Today I got an email from my salesman. I have edited it very slightly in case posting emails/communications from others violates any laws or forums rules.

"Recently we had your trade in the shop, the 2004 Impala. You had stated to us that you thought it was the thermostat. The engine was blown. We built that transaction and the pricing around your statement of the thermostat as the issue that was keeping the vehicle from running. The result is a vehicle appraised on your word of $2500 in value is now worth $400 according to a local junkyard. We are going to keep the car on the premises until we can settle this issue.

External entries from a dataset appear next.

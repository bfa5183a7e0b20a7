//! Relay protocol frames.
//!
//! Client → relay:
//!   `["REQ", <sub id>, <filter>]`, `["EVENT", <event>]`, `["CLOSE", <sub id>]`
//!
//! Relay → client:
//!   `["EVENT", <sub id>, <event>]`, `["EOSE", <sub id>]`,
//!   `["OK", <event id>, <accepted>, <message>]`, `["CLOSED", <sub id>, <message>]`,
//!   `["NOTICE", <message>]`, `["AUTH", <challenge>]`

use serde_json::{json, Value};

use crate::error::ProtoError;
use crate::event::Event;
use crate::filter::Filter;

#[derive(Debug, Clone, PartialEq, Eq)]
pub enum ClientMessage {
    Req {
        subscription_id: String,
        filter: Filter,
    },
    Event(Box<Event>),
    Close {
        subscription_id: String,
    },
}

impl ClientMessage {
    pub fn to_json(&self) -> Result<String, ProtoError> {
        let value = match self {
            Self::Req {
                subscription_id,
                filter,
            } => json!(["REQ", subscription_id, filter]),
            Self::Event(event) => json!(["EVENT", event]),
            Self::Close { subscription_id } => json!(["CLOSE", subscription_id]),
        };
        Ok(serde_json::to_string(&value)?)
    }
}

#[derive(Debug, Clone, PartialEq, Eq)]
pub enum RelayMessage {
    Event {
        subscription_id: String,
        event: Box<Event>,
    },
    Ok {
        event_id: String,
        accepted: bool,
        message: String,
    },
    Eose {
        subscription_id: String,
    },
    Closed {
        subscription_id: String,
        message: String,
    },
    Notice {
        message: String,
    },
    Auth {
        challenge: String,
    },
}

impl RelayMessage {
    pub fn from_json(text: &str) -> Result<Self, ProtoError> {
        let value: Value = serde_json::from_str(text)?;
        let frame = value
            .as_array()
            .ok_or_else(|| ProtoError::Malformed("expected a JSON array".into()))?;
        let tag = frame
            .first()
            .and_then(Value::as_str)
            .ok_or_else(|| ProtoError::Malformed("missing message type".into()))?;

        match tag {
            "EVENT" => {
                let subscription_id = str_at(frame, 1)?;
                let raw = frame
                    .get(2)
                    .cloned()
                    .ok_or_else(|| ProtoError::Malformed("EVENT without payload".into()))?;
                let event: Event = serde_json::from_value(raw)?;
                Ok(Self::Event {
                    subscription_id,
                    event: Box::new(event),
                })
            }
            "OK" => Ok(Self::Ok {
                event_id: str_at(frame, 1)?,
                accepted: frame
                    .get(2)
                    .and_then(Value::as_bool)
                    .ok_or_else(|| ProtoError::Malformed("OK without accepted flag".into()))?,
                message: opt_str_at(frame, 3),
            }),
            "EOSE" => Ok(Self::Eose {
                subscription_id: str_at(frame, 1)?,
            }),
            "CLOSED" => Ok(Self::Closed {
                subscription_id: str_at(frame, 1)?,
                message: opt_str_at(frame, 2),
            }),
            "NOTICE" => Ok(Self::Notice {
                message: opt_str_at(frame, 1),
            }),
            "AUTH" => Ok(Self::Auth {
                challenge: str_at(frame, 1)?,
            }),
            other => Err(ProtoError::UnknownMessage(other.to_string())),
        }
    }
}

fn str_at(frame: &[Value], idx: usize) -> Result<String, ProtoError> {
    frame
        .get(idx)
        .and_then(Value::as_str)
        .map(str::to_string)
        .ok_or_else(|| ProtoError::Malformed(format!("expected string at position {idx}")))
}

fn opt_str_at(frame: &[Value], idx: usize) -> String {
    frame
        .get(idx)
        .and_then(Value::as_str)
        .unwrap_or_default()
        .to_string()
}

We will need you to provide us a cash settlement of $2100 based on the true value of your trade by Friday, March 13th of 2015, or you can purchase your trade back for $2500. This is an unfortunate incident but I hope to resolve quickly. Thanks and I look forward to hearing from you soon. "

He is obviously being disingenuous/dishonest, which I find insulting. I do not intend on paying and plan on contacting the general manager.

Is this something that I need to worry about, legally? I will not get the title from the state for several weeks I believe and I won't feel safe until I do. Morally/ethically, I may have agreed on paying $600 (to bring the trade-in value to $1,000) had he been honest and not tried to sucker/extort money from me.

Another concern. I had purchased a 5 year/100k mile warranty for $2,200, also paid in cash. I paid the dealership for it but it is a 3rd party program (Royal Admin Sentinel coverage). Any repairs will be handled by the dealership and this is what concerns me. If I do not comply I am worried that the salesman and/or dealership will make me regret it down the road when something breaks on my vehicle.

Any advice, input or tips you can provide will be greatly appreciated. Thanks!

Comments

  • kyfdxkyfdx Moderator Posts: 187,156
    "We made a deal. I told you I didn't know what was wrong with the Impala. You told me it was only worth $1000, either way. You are the professional and I am not. If I come back tomorrow and say I found another Chrysler 300 for $1000 less, will you refund my money?

    I made this deal in good faith, and it wasn't based upon any representation I made about the Impala (which, you knew was broken down by the side of the road)."


    I would be worried about paying for that warranty, even if this issue had not come up.. $2200 to warranty a $7000 car? You would be better off buying something new and cheap. That may become an issue, and I'm not sure what advice to give you on that.. It definitely complicates your situation.